▼

//! SQLite database adapters for the Tasklane backend.

pub mod connection;
pub mod migrations;
pub mod task_repository;
pub mod user_repository;

pub use connection::{create_pool, create_test_pool, verify_connection, ConnectionError, PoolConfig};
pub use migrations::{all_embedded_migrations, Migration, MigrationError, Migrator};
pub use task_repository::SqliteTaskRepository;
pub use user_repository::SqliteUserRepository;

use chrono::{DateTime, Utc};
use sqlx::SqlitePool;
use uuid::Uuid;

use crate::domain::errors::{DomainError, DomainResult};

/// Parse a UUID string from a SQLite row field.
pub fn parse_uuid(s: &str) -> DomainResult<Uuid> {
    Uuid::parse_str(s).map_err(|e| DomainError::SerializationError(e.to_string()))
}

/// Parse an RFC3339 datetime string from a SQLite row field.
pub fn parse_datetime(s: &str) -> DomainResult<DateTime<Utc>> {
    chrono::DateTime::parse_from_rfc3339(s)
        .map_err(|e| DomainError::SerializationError(e.to_string()))
        .map(|dt| dt.with_timezone(&Utc))
}

#[derive(Debug, thiserror::Error)]
pub enum DatabaseError {
    #[error("Connection error: {0}")]
    Connection(#[from] ConnectionError),
    #[error("Migration error: {0}")]
    Migration(#[from] MigrationError),
}

/// Open a pool for `database_url` and bring its schema up to date.
pub async fn initialize_database(database_url: &str, config: Option<PoolConfig>) -> Result<SqlitePool, DatabaseError> {
    let pool = create_pool(database_url, config).await?;
    let migrator = Migrator::new(pool.clone());
    migrator.run_embedded_migrations(all_embedded_migrations()).await?;
    Ok(pool)
}

/// Create an in-memory test pool with all migrations applied.
pub async fn create_migrated_test_pool() -> Result<SqlitePool, DatabaseError> {
    let pool = create_test_pool().await?;
    let migrator = Migrator::new(pool.clone());
    migrator.run_embedded_migrations(all_embedded_migrations()).await?;
    Ok(pool)
}
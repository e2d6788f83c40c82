//! CLI type definitions
//!
//! This module contains clap command structures that define the CLI interface.

use clap::{Parser, Subcommand};

use super::commands::migrate::MigrateArgs;
use super::commands::serve::ServeArgs;

#[derive(Parser, Debug)]
#[command(name = "tasklane")]
#[command(about = "Tasklane - multi-user task tracking backend", long_about = None)]
#[command(version)]
pub struct Cli {
    #[command(subcommand)]
    pub command: Commands,
}

#[derive(Subcommand, Debug)]
pub enum Commands {
    /// Run the HTTP API server
    Serve(ServeArgs),

    /// Apply pending database migrations and exit
    Migrate(MigrateArgs),
}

▲

:: WHAT IS EXPECTED ::
In the entries above, how many lines contain the string "ConnectionError"? Say only the number.

:: ANSWER SECTION ::
2